**Action item**
Where the word "returned" shows up in the entries below, please copy the whole line.

**The records**
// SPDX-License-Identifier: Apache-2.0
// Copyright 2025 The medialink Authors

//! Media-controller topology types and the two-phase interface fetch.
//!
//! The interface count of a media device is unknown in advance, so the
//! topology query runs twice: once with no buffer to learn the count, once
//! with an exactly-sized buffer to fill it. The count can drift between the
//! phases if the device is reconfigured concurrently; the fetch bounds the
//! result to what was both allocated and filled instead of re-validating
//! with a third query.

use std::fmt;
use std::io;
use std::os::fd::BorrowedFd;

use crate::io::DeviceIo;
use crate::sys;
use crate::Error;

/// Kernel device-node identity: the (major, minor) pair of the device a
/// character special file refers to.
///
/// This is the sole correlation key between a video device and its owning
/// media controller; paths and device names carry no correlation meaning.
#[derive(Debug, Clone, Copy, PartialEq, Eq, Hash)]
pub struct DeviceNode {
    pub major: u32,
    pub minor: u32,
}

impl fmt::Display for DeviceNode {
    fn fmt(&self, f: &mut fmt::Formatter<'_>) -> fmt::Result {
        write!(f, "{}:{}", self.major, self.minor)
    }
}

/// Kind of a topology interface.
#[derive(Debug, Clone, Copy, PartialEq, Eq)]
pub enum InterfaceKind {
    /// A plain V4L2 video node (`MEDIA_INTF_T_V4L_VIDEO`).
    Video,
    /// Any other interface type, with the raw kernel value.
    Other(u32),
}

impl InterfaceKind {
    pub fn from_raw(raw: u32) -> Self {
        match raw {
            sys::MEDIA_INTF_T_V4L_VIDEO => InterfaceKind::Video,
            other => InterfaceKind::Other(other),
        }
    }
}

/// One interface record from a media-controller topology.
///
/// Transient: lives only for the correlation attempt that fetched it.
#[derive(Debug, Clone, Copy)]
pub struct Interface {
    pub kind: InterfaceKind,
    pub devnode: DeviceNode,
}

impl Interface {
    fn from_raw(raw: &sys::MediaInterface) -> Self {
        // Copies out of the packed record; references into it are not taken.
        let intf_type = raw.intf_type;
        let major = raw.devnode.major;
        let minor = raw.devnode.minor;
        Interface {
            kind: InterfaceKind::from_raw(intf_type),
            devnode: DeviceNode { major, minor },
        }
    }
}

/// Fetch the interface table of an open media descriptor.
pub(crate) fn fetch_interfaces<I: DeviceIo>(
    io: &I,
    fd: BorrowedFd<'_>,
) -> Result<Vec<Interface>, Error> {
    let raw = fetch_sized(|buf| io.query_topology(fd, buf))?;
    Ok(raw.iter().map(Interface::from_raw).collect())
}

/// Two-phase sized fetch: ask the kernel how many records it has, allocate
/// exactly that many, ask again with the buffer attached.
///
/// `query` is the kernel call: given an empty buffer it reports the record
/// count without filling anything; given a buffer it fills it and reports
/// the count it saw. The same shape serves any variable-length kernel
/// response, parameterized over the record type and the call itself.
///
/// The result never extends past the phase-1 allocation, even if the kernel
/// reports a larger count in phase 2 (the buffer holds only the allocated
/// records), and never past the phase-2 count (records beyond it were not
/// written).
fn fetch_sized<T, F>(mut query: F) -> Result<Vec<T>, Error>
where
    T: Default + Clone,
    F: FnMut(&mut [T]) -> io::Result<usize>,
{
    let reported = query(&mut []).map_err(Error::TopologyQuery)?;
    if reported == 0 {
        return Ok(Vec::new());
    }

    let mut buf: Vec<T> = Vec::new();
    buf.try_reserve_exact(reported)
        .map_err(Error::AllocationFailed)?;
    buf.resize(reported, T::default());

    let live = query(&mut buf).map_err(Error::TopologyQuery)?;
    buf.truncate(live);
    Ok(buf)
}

---

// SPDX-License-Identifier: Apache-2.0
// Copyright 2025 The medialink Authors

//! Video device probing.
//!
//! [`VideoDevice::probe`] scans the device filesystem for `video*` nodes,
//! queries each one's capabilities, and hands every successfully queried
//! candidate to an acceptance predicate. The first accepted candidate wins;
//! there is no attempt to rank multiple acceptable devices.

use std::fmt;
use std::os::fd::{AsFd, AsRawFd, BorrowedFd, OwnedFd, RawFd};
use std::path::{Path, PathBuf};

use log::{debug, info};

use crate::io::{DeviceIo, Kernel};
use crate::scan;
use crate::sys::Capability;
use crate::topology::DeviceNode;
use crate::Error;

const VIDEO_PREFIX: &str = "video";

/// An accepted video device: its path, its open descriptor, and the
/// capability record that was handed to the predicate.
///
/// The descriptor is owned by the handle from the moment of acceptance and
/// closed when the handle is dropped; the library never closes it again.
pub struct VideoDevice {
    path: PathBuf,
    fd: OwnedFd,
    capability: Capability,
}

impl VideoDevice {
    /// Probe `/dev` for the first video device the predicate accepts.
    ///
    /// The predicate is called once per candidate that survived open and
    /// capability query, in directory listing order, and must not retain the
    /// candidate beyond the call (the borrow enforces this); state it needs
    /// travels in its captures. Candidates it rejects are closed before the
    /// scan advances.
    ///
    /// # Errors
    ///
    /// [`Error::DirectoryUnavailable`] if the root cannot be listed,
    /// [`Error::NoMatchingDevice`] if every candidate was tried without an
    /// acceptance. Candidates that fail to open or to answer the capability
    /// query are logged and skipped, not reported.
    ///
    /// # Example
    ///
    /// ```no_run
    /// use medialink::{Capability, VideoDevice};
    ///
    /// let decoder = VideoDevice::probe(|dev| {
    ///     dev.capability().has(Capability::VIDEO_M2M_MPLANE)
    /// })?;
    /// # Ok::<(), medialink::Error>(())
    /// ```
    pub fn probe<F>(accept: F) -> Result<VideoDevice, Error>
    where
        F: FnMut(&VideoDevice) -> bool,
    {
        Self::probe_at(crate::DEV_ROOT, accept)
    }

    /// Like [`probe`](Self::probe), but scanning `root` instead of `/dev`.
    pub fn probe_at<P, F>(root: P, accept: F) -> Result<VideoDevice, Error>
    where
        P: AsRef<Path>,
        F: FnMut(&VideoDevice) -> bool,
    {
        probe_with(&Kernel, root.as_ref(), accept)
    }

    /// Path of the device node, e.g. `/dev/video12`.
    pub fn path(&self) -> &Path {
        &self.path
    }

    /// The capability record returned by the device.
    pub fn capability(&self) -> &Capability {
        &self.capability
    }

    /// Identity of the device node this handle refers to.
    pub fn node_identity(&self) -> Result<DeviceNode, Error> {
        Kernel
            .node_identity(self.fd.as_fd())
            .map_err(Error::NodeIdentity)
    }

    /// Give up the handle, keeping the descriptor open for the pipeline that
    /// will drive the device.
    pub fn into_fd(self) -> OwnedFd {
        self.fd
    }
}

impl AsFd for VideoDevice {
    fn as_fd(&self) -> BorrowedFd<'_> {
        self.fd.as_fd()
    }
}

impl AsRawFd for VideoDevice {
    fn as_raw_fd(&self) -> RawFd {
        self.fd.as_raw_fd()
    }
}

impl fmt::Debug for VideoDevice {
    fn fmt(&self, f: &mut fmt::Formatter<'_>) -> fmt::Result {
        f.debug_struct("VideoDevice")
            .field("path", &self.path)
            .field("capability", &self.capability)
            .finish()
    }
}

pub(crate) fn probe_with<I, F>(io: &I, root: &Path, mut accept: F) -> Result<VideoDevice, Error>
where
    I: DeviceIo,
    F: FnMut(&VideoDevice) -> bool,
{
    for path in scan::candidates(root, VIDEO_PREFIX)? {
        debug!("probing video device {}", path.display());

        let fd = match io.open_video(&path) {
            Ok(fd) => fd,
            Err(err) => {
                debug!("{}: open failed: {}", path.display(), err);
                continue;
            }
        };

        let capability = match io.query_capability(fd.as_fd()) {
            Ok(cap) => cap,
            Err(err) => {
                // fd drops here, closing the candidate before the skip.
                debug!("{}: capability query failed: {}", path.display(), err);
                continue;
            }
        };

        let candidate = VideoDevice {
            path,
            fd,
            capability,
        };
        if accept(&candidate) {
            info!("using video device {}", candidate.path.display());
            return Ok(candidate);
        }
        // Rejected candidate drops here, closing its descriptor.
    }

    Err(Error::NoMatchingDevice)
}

* * *

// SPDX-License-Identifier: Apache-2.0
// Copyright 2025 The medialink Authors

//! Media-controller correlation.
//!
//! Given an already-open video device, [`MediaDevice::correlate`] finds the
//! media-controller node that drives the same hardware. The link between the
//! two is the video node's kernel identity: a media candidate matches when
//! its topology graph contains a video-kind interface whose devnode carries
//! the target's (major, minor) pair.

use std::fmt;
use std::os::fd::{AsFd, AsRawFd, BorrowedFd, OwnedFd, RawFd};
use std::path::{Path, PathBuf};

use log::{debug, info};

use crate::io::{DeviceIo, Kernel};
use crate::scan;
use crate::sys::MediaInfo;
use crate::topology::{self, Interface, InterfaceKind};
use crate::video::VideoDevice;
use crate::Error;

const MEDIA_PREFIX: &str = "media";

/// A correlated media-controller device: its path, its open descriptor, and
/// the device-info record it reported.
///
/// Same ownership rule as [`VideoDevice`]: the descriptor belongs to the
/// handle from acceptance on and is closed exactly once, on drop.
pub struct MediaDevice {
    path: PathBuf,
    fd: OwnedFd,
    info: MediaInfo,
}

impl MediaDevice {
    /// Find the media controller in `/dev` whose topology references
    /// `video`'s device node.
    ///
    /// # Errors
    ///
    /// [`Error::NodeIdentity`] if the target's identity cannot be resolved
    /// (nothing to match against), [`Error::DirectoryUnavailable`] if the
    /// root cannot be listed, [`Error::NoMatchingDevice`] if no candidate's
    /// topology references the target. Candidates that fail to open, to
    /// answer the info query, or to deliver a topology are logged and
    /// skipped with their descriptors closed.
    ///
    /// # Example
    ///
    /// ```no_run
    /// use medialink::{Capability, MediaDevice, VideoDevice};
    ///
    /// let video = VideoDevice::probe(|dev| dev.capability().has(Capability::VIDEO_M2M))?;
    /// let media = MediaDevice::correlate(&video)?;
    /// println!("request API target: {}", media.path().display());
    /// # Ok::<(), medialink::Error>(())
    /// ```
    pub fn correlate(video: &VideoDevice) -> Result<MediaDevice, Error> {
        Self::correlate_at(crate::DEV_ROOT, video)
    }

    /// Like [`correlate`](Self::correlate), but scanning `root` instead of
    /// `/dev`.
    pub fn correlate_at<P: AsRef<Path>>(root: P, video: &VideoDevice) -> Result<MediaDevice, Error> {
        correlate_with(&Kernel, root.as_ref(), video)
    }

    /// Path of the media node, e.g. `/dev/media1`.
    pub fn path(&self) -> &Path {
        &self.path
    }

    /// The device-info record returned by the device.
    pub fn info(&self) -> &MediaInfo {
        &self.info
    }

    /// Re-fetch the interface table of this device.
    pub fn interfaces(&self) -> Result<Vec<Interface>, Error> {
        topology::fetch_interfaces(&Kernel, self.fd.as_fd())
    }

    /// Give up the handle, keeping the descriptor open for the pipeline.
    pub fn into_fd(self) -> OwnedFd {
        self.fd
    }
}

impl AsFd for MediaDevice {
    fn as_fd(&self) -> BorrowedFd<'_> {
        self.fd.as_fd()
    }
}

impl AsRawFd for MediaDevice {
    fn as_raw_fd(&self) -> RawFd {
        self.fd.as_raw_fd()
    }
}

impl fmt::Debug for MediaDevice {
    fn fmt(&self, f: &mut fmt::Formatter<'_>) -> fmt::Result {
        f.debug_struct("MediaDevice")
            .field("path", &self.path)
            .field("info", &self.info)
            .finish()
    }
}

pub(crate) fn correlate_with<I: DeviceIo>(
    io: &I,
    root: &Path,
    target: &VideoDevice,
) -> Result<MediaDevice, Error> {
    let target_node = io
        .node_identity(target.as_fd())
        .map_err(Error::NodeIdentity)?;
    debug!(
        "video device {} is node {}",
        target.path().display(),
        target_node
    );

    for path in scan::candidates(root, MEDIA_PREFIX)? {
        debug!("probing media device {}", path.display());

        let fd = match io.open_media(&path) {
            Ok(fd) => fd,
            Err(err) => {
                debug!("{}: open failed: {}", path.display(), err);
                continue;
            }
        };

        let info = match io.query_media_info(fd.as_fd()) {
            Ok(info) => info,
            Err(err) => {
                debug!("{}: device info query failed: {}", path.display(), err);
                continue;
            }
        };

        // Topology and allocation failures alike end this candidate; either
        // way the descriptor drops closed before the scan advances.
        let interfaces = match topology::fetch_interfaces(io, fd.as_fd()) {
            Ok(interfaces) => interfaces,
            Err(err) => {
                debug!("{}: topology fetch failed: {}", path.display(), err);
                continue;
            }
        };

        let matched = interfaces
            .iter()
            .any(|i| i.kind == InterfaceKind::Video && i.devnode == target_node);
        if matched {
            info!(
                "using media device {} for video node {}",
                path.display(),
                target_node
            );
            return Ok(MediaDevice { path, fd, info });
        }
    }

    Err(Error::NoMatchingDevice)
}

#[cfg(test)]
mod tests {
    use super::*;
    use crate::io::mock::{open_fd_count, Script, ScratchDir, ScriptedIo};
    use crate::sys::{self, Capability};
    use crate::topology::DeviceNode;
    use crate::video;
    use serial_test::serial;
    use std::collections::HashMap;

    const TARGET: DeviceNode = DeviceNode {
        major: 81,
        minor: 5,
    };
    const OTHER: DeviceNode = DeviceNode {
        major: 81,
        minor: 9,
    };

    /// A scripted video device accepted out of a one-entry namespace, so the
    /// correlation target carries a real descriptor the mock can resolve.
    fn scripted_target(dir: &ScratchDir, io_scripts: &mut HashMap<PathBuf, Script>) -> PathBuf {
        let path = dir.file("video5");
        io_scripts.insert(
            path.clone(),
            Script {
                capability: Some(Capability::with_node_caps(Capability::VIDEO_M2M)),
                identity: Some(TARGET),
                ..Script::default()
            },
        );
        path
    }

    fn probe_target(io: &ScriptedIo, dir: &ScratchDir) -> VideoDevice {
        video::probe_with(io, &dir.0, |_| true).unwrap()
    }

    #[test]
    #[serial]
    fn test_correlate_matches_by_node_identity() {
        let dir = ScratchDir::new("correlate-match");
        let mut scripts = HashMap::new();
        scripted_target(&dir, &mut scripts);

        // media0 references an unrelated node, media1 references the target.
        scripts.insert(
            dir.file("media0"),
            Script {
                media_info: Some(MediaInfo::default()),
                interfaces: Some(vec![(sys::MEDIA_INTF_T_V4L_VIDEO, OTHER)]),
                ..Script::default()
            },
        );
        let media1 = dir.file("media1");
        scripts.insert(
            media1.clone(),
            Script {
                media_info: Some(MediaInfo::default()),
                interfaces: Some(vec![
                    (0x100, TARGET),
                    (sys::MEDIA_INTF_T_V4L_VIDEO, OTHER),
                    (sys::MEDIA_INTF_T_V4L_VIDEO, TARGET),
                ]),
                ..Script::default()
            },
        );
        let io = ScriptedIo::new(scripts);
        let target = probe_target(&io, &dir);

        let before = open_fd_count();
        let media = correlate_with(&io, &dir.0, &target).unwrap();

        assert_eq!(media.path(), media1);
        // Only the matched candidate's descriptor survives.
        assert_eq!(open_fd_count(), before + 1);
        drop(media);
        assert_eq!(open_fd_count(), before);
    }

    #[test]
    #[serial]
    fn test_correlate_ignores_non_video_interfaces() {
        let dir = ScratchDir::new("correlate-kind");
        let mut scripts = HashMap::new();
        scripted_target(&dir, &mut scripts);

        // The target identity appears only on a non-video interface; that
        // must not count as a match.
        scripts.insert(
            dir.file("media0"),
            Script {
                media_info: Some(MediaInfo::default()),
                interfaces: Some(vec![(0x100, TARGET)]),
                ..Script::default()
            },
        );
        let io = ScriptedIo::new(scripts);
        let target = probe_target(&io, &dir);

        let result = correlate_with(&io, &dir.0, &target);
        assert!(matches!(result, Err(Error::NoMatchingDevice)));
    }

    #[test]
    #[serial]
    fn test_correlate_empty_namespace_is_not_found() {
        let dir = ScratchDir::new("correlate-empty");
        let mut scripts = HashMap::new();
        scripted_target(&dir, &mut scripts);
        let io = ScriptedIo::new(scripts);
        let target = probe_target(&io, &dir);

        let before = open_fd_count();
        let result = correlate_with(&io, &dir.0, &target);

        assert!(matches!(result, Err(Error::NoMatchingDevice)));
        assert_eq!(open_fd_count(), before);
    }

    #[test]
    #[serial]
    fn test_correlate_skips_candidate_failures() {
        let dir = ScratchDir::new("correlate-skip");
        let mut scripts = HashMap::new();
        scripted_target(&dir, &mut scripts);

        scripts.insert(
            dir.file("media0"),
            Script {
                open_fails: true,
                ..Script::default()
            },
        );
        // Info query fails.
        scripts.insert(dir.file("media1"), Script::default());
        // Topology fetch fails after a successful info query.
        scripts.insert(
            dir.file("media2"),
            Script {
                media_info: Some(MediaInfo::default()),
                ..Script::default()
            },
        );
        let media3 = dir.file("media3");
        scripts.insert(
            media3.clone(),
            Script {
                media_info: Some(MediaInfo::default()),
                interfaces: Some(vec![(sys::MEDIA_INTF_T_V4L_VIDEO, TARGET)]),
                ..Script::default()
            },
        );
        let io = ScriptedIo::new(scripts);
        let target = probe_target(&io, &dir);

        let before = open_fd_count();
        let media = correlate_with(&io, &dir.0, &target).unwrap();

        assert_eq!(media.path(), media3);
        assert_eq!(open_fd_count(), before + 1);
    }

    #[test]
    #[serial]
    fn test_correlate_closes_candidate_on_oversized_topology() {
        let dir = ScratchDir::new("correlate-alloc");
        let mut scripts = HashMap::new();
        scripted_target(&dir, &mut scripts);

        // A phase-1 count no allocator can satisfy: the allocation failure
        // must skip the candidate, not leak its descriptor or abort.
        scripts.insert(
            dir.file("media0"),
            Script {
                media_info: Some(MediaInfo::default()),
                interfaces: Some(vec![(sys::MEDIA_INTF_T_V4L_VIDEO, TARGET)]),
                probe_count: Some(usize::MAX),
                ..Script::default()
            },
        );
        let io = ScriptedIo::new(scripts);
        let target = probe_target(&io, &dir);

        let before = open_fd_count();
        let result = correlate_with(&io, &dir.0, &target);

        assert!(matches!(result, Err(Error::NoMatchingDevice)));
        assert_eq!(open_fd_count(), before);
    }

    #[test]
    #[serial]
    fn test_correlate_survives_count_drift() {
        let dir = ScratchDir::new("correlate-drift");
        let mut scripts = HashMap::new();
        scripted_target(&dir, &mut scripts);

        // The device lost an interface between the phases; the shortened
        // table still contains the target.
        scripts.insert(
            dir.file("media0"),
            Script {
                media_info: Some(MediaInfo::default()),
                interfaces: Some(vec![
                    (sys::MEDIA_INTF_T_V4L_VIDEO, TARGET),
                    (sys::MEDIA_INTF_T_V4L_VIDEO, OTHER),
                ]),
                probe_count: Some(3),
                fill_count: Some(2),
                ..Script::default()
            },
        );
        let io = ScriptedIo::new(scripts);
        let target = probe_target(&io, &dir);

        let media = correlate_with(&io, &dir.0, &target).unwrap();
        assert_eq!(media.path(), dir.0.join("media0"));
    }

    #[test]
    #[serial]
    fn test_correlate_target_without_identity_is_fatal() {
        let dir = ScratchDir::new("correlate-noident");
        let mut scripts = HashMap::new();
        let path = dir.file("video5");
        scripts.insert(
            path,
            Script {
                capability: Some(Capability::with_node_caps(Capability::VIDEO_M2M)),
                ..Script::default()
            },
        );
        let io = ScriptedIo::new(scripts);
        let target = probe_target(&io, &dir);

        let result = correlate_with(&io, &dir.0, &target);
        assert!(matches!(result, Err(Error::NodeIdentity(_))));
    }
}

**Response to the exercise**
    /// The capability record returned by the device.
    /// The device-info record returned by the device.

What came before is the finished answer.